Op tafel ligt nu een studie naar de vraag of het karakter van de gereformeerde eredienst zich verdraagt met het gebruik van dans en drama in de erediensten. Deputaten eredienst zijn onderling sterk verdeeld. Ouderling E. C. Bin, ds. H. D. Rietveld, ds. C. J. Droger en K. A. Visser vinden dat het gebruik van dans in de eredienst zich niet verdraagt met het gereformeerde karakter van de eredienst, maar dat met deze uitspraak geen negatief oordeel wordt gegeven over diensten in zendingsgemeenten of diensten in kerken in het buitenland waarmee de CGK verbonden zijn, die plaatsvinden in een geheel andere culturele context.

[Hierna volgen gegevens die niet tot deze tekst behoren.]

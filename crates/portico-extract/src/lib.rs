//! # Portico Extract
//!
//! Request normalization for the Portico gateway pipeline:
//!
//! - [`normalize`] - payload-encoding normalization of the inbound event
//! - [`decode_body`] / [`BodyDecodePolicy`] - content-sniffing body decoding
//! - [`parse_cookie_header`] / [`SetCookie`] - cookie parsing and serialization

#![doc(html_root_url = "https://docs.rs/portico-extract/0.1.0")]
#![warn(missing_docs)]
#![forbid(unsafe_code)]

mod body;
mod cookie;
mod normalize;

pub use body::{decode_body, BodyDecodePolicy};
pub use cookie::{parse_cookie_header, SameSite, SetCookie};
pub use normalize::normalize;
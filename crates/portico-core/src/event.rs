//! Gateway event and response envelope types.
//!
//! These types mirror the JSON shapes the HTTP-gateway integration uses to
//! carry a request into a function and a response back out. Wire field names
//! are `camelCase`; fields the gateway sends as `null` deserialize as empty
//! maps so downstream stages never branch on absent vs. empty.

use indexmap::IndexMap;
use serde::{Deserialize, Deserializer, Serialize};
use serde_json::{Map, Value};
use std::collections::HashMap;

/// Deserializes a JSON `null` as the type's default value.
///
/// The gateway emits `"queryStringParameters": null` for requests without a
/// query string; plain `#[serde(default)]` only covers the missing-key case.
fn null_default<'de, D, T>(deserializer: D) -> Result<T, D::Error>
where
    D: Deserializer<'de>,
    T: Default + Deserialize<'de>,
{
    Ok(Option::<T>::deserialize(deserializer)?.unwrap_or_default())
}

/// The inbound HTTP-gateway proxy event.
///
/// Header and parameter sections are kept as JSON object maps rather than
/// string maps: section validation may coerce individual values (trimmed
/// strings, parsed numbers) and writes the coerced output back in place, so
/// values are not strings for their whole lifetime.
///
/// The gateway carries two parallel representations of headers and query
/// parameters: a "latest value wins" single-value map and an "all values"
/// array map. Both are present on the event and are validated independently.
///
/// # Example
///
/// ```
/// use portico_core::ProxyEvent;
///
/// let event: ProxyEvent = serde_json::from_str(
///     r#"{
///         "httpMethod": "GET",
///         "headers": {"Host": "api.example.com"},
///         "queryStringParameters": null,
///         "body": null
///     }"#,
/// )
/// .unwrap();
///
/// assert_eq!(event.http_method, "GET");
/// assert!(event.query_string_parameters.is_empty());
/// assert!(event.body.is_null());
/// ```
#[derive(Debug, Clone, Default, Serialize, Deserialize)]
#[serde(rename_all = "camelCase", default)]
pub struct ProxyEvent {
    /// The HTTP method of the request (`GET`, `POST`, ...).
    pub http_method: String,

    /// Request path as sent by the gateway.
    pub path: Option<String>,

    /// Single-value headers ("latest value wins").
    #[serde(deserialize_with = "null_default")]
    pub headers: Map<String, Value>,

    /// Multi-value headers (every value received, in order).
    #[serde(deserialize_with = "null_default")]
    pub multi_value_headers: Map<String, Value>,

    /// Single-value query string parameters.
    #[serde(deserialize_with = "null_default")]
    pub query_string_parameters: Map<String, Value>,

    /// Multi-value query string parameters.
    #[serde(deserialize_with = "null_default")]
    pub multi_value_query_string_parameters: Map<String, Value>,

    /// Path parameters extracted by the gateway route.
    #[serde(deserialize_with = "null_default")]
    pub path_parameters: Map<String, Value>,

    /// The request payload. A string (or null) on the wire; replaced with the
    /// decoded structured value by the body-decode stage.
    pub body: Value,

    /// Whether `body` is base64-encoded on the wire.
    pub is_base64_encoded: bool,

    /// The original string body, preserved verbatim before any decoding.
    #[serde(skip)]
    pub raw_body: Option<String>,

    /// Cookies parsed from the `Cookie` header.
    #[serde(skip)]
    pub cookies: HashMap<String, String>,

    /// Decoded token claims, attached by the authentication stage.
    #[serde(skip)]
    pub jwt: Option<Value>,
}

impl ProxyEvent {
    /// Creates an event for the given method with everything else empty.
    #[must_use]
    pub fn for_method(method: impl Into<String>) -> Self {
        Self {
            http_method: method.into(),
            ..Self::default()
        }
    }

    /// Looks up a single-value header, case-insensitively.
    ///
    /// The gateway forwards header names with whatever casing the client
    /// used, so `Authorization` and `authorization` must both resolve.
    #[must_use]
    pub fn header(&self, name: &str) -> Option<&str> {
        self.headers
            .iter()
            .find(|(key, _)| key.eq_ignore_ascii_case(name))
            .and_then(|(_, value)| value.as_str())
    }

    /// Inserts a single-value header, replacing any existing value for the
    /// name regardless of case.
    pub fn set_header(&mut self, name: impl Into<String>, value: impl Into<String>) {
        let name = name.into();
        self.headers
            .retain(|key, _| !key.eq_ignore_ascii_case(&name));
        self.headers.insert(name, Value::String(value.into()));
    }
}

/// Invocation metadata supplied by the hosting platform.
///
/// Portico passes this through to business code unchanged; it makes no
/// attempt to observe remaining-time budgets or other lifecycle signals.
#[derive(Debug, Clone, Default, Serialize, Deserialize)]
#[serde(rename_all = "camelCase", default)]
pub struct FunctionContext {
    /// Name of the invoked function.
    pub function_name: String,
    /// Version or alias of the invoked function.
    pub function_version: String,
    /// Unique identifier for this invocation.
    pub request_id: String,
    /// Fully qualified identifier of the invoked function.
    pub invoked_function_arn: String,
}

/// A response header value: a single string or every value for the name.
#[derive(Debug, Clone, PartialEq, Eq, Serialize, Deserialize)]
#[serde(untagged)]
pub enum HeaderValue {
    /// A single header value.
    One(String),
    /// Multiple values for the same header name.
    Many(Vec<String>),
}

impl HeaderValue {
    /// Appends a value, upgrading a single value to a list.
    pub fn push(&mut self, value: impl Into<String>) {
        match self {
            Self::One(existing) => {
                *self = Self::Many(vec![std::mem::take(existing), value.into()]);
            }
            Self::Many(values) => values.push(value.into()),
        }
    }
}

impl From<&str> for HeaderValue {
    fn from(value: &str) -> Self {
        Self::One(value.to_string())
    }
}

impl From<String> for HeaderValue {
    fn from(value: String) -> Self {
        Self::One(value)
    }
}

impl From<Vec<String>> for HeaderValue {
    fn from(values: Vec<String>) -> Self {
        Self::Many(values)
    }
}

/// The outbound gateway response envelope.
///
/// Produced fresh per invocation and never mutated after being returned.
/// Headers are ordered; a value may be a single string or a string array
/// (for example multiple `Set-Cookie` entries).
#[derive(Debug, Clone, PartialEq, Serialize, Deserialize)]
#[serde(rename_all = "camelCase")]
pub struct ResponseEnvelope {
    /// HTTP status code.
    pub status_code: u16,
    /// Response headers, in insertion order.
    pub headers: IndexMap<String, HeaderValue>,
    /// Response body. Binary payloads are base64-encoded.
    pub body: String,
    /// Whether `body` is base64-encoded.
    pub is_base64_encoded: bool,
}

impl ResponseEnvelope {
    /// Creates an envelope with the given status and an empty body.
    #[must_use]
    pub fn with_status(status_code: u16) -> Self {
        Self {
            status_code,
            headers: IndexMap::new(),
            body: String::new(),
            is_base64_encoded: false,
        }
    }
}
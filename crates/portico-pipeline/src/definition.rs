//! Pipeline definition and execution.

use crate::flow::{StageFlow, StageFn};
use crate::hooks::StageHooks;
use crate::report::{RunError, RunReport};
use thiserror::Error;

/// Error raised while registering stage handlers.
#[derive(Debug, Error, PartialEq, Eq)]
pub enum DefinitionError {
    /// The named stage is not part of this pipeline's declared order.
    #[error("unknown pipeline stage: {0}")]
    UnknownStage(String),
}

struct StageSlot<S, E> {
    name: &'static str,
    handler: Option<StageFn<S, E>>,
}

/// An immutable ordered list of named stages with registered handlers.
///
/// The stage order is fixed when the definition is created; handlers are
/// attached afterwards by name. A stage with no handler is a no-op.
/// Registering twice for the same name replaces the previous handler
/// (last write wins); registering for an unknown name fails.
///
/// # Example
///
/// ```
/// use portico_pipeline::{PipelineDefinition, StageFlow};
///
/// #[derive(Debug, thiserror::Error)]
/// #[error("boom")]
/// struct Boom;
///
/// # tokio_test::block_on(async {
/// let mut pipeline: PipelineDefinition<Vec<&str>, Boom> =
///     PipelineDefinition::new(["first", "second"]);
///
/// pipeline
///     .on("first", |log| {
///         log.push("first ran");
///         StageFlow::done()
///     })
///     .unwrap();
///
/// let mut log = Vec::new();
/// let report = pipeline.run(&mut log).await;
/// assert!(report.is_ok());
/// assert!(report.was_stage_run("first"));
/// assert!(report.was_stage_run("second")); // no-op stages still count
/// assert_eq!(log, vec!["first ran"]);
/// # });
/// ```
pub struct PipelineDefinition<S, E> {
    stages: Vec<StageSlot<S, E>>,
}

impl<S, E> PipelineDefinition<S, E>
where
    E: std::error::Error + 'static,
{
    /// Creates a definition with the given stage names, in order.
    #[must_use]
    pub fn new(names: impl IntoIterator<Item = &'static str>) -> Self {
        Self {
            stages: names
                .into_iter()
                .map(|name| StageSlot {
                    name,
                    handler: None,
                })
                .collect(),
        }
    }

    /// Registers a handler for a declared stage name.
    ///
    /// # Errors
    ///
    /// Returns [`DefinitionError::UnknownStage`] when the name is not part
    /// of the declared order.
    pub fn on<F>(&mut self, name: &str, handler: F) -> Result<(), DefinitionError>
    where
        F: for<'a> Fn(&'a mut S) -> StageFlow<'a, E> + Send + Sync + 'static,
    {
        let slot = self
            .stages
            .iter_mut()
            .find(|slot| slot.name == name)
            .ok_or_else(|| DefinitionError::UnknownStage(name.to_string()))?;
        slot.handler = Some(Box::new(handler));
        Ok(())
    }

    /// Returns the declared stage names, in order.
    #[must_use]
    pub fn stage_names(&self) -> Vec<&'static str> {
        self.stages.iter().map(|slot| slot.name).collect()
    }

    /// Returns the number of declared stages.
    #[must_use]
    pub fn stage_count(&self) -> usize {
        self.stages.len()
    }

    /// Runs every stage in declared order, awaiting deferred results.
    pub async fn run(&self, state: &mut S) -> RunReport<E> {
        self.execute(state, None, false).await
    }

    /// Runs the pipeline in synchronous-first mode.
    ///
    /// Ordering and short-circuit semantics are identical to [`run`](Self::run);
    /// the only difference is that a stage returning a deferred result is a
    /// pipeline error. The overall result is still delivered asynchronously.
    pub async fn run_eager(&self, state: &mut S) -> RunReport<E> {
        self.execute(state, None, true).await
    }

    /// Runs the pipeline with a test-instrumentation hook set.
    ///
    /// Production traffic never passes hooks; this entry point exists so
    /// tests can observe or replace individual stages.
    pub async fn run_with_hooks(&self, state: &mut S, hooks: &StageHooks<S, E>) -> RunReport<E> {
        self.execute(state, Some(hooks), false).await
    }

    async fn execute(
        &self,
        state: &mut S,
        hooks: Option<&StageHooks<S, E>>,
        eager: bool,
    ) -> RunReport<E> {
        let mut completed = Vec::with_capacity(self.stages.len());

        for slot in &self.stages {
            if let Some(hook) = hooks.and_then(|hooks| hooks.before_of(slot.name)) {
                if let Err(error) = hook(state).resolve().await {
                    return RunReport::new(
                        completed,
                        Err(RunError::Stage {
                            stage: slot.name,
                            source: error,
                        }),
                    );
                }
            }

            let result = {
                let flow = match hooks.and_then(|hooks| hooks.replacement_of(slot.name)) {
                    Some(replacement) => replacement(state),
                    None => match &slot.handler {
                        Some(handler) => handler(state),
                        None => StageFlow::done(),
                    },
                };

                match flow {
                    StageFlow::Ready(result) => result,
                    StageFlow::Deferred(future) => {
                        if eager {
                            return RunReport::new(
                                completed,
                                Err(RunError::DeferredNotAllowed { stage: slot.name }),
                            );
                        }
                        future.await
                    }
                }
            };

            if let Err(error) = result {
                tracing::debug!(stage = slot.name, error = %error, "pipeline stage failed");
                return RunReport::new(
                    completed,
                    Err(RunError::Stage {
                        stage: slot.name,
                        source: error,
                    }),
                );
            }

            if let Some(hook) = hooks.and_then(|hooks| hooks.after_of(slot.name)) {
                if let Err(error) = hook(state).resolve().await {
                    return RunReport::new(
                        completed,
                        Err(RunError::Stage {
                            stage: slot.name,
                            source: error,
                        }),
                    );
                }
            }

            completed.push(slot.name);
        }

        RunReport::new(completed, Ok(()))
    }
}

Deputaten ds. M. Groen en ds. D. J. K. G. Ruiter vinden dat het in de vrijheid van de kerken moet worden gelaten gebruik van dans in de eredienst gebruik te maken. Hetzelfde geldt –ook volgens ouderling Bin– voor drama in de kerk. De overige deputaten zijn daarop tegen.
Ik vrees dat dit alles ten koste gaat van waar het in de eredienst om gaat: de verkondiging van het Woord.
Er melden zich heel wat synodeleden die het woord willen voeren. Voor dr. J. W. van Pelt (Oud-Beijerland) is het duidelijk: er is Bijbels gezien onvoldoende basis om dans en drama een plaats in de eredienst te geven. „Ik vrees dat dit alles ten koste gaat van waar het in de eredienst om gaat: de verkondiging van het Woord.”
Ds. A. A. Egas (Nieuwkoop) vindt het „onbegrijpelijk” dat in het deputatenrapport het heilig avondmaal wordt vergeleken met drama.
Ds. W. van ’t Spijker (Hilversum) vraagt zich af of de kerken ermee gediend zijn als de synode een uitspraak hierover doet.